The second goal is to serve as an experiment and demonstration of a wide range of native tree species that can be used in windbreaks. Over three dozen tree species have been used in this windbreak so far, including oaks, hickories, maples, hackberries, buckeyes, and much more. This great diversity of trees gives the arboretum the ability to evaluate the performance of specific trees as a windbreak tree recommendation. The diversity of tree types also means that the windbreak as a whole will have a resilient future, diseases and pests will not be able to wipe out large sections of the windbreak at once. Individual trees may need to be replaced over time, but the windbreak as a whole should live for a century or more.

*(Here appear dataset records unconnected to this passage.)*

pub mod build;
pub mod lsh;
pub mod space;
pub mod vector;
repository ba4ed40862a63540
pub mod math;
pub mod sort;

The final goal is to provide food, shelter, and safe passage for wildlife on the arboretum’s grounds. Every species chosen had to check several boxes involving native ecology while also being able to tolerate strong winds. Oaks, hickories, buckeyes, and other mast species provide vast amounts of food for many animal species during the important season that they are preparing for winter. Maples, lindens, hackberry, serviceberry, and several others provide fruit and seeds much of the rest of the year. Junipers provide berries over the winter that birds especially relish. Serviceberry, linden, maple, redbud, and sumacs provide nectar
and pollen to hundreds of native pollinators throughout the summer. Meanwhile all of the woody species selected are the host plants to many insects including caterpillars, beetles, and wasps. The branching structure, fruit, leaves, or twigs of most of the planted species provide shelter and nest material for birds and mammals. As the trees grow their canopy will overlap and get denser providing a shelter for roosting and protection from the elements. Finally, the arboretum is surrounded by natural lands, so this windbreak design creates little avenues for creatures to cross the arboretum’s grounds safely between natural spaces. Animals spotted crossing the grounds in the windbreak includes squirrels, raccoons, opossums, bobcats, turkeys, mink, groundhogs, snakes, bobwhites, pheasants, foxes, and many more!
The original windbreak was established in 1982 as a collection, but added on as a two-part collection with deciduous and coniferous windbreak designations several years later. Several species of spruce, pine, and arborvitae maintained the density of the Iowa Arboretum north windbreak. Unfortunately, the north side windbreak suffered extensive damage in the August 2020 derecho; the bulk of the trees needed to be removed. The windbreak on the west side, a row of Quercus bicolor, swamp white oak, remained virtually untouched.
The Iowa Arboretum & Gardens thanks the Des Moines Founders Garden Club for helping fund the planting of the new windbreak as well as planting a large portion of the trees as a service project.